═══ Recorded data ═══

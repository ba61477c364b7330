use crate::{SavedDelayStep, SavedRequestStep, SavedStep};
use mimic_model::{DelayStep, InstanceId, RequestStep, Step, StepStatus};

/// Strips runtime state from steps.
pub fn to_saved_steps(steps: &[Step]) -> Vec<SavedStep> {
    steps
        .iter()
        .map(|step| match step {
            Step::Request(step) => SavedStep::Request(SavedRequestStep {
                id: step.id.clone(),
                name: step.name.clone(),
                description: step.description.clone(),
                category: step.category,
                request: step.request.clone(),
            }),
            Step::Delay(step) => SavedStep::Delay(SavedDelayStep {
                delay_ms: step.delay_ms,
            }),
        })
        .collect()
}

/// Rebuilds runnable steps with fresh instance ids, all idle.
pub fn to_sequence_steps(items: &[SavedStep]) -> Vec<Step> {
    items
        .iter()
        .map(|item| match item {
            SavedStep::Request(item) => Step::Request(RequestStep {
                instance_id: InstanceId::generate(&item.id),
                status: StepStatus::Idle,
                id: item.id.clone(),
                name: item.name.clone(),
                description: item.description.clone(),
                category: item.category,
                request: item.request.clone(),
                result: None,
                error: None,
            }),
            SavedStep::Delay(item) => Step::Delay(DelayStep::new(item.delay_ms)),
        })
        .collect()
}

═══

§ Your assignment: Lines of the material may hold the string "clone". Copy each one that does.

§ Reply to the exercise:
                id: step.id.clone(),
                name: step.name.clone(),
                description: step.description.clone(),
                request: step.request.clone(),
                id: item.id.clone(),
                name: item.name.clone(),
                description: item.description.clone(),
                request: item.request.clone(),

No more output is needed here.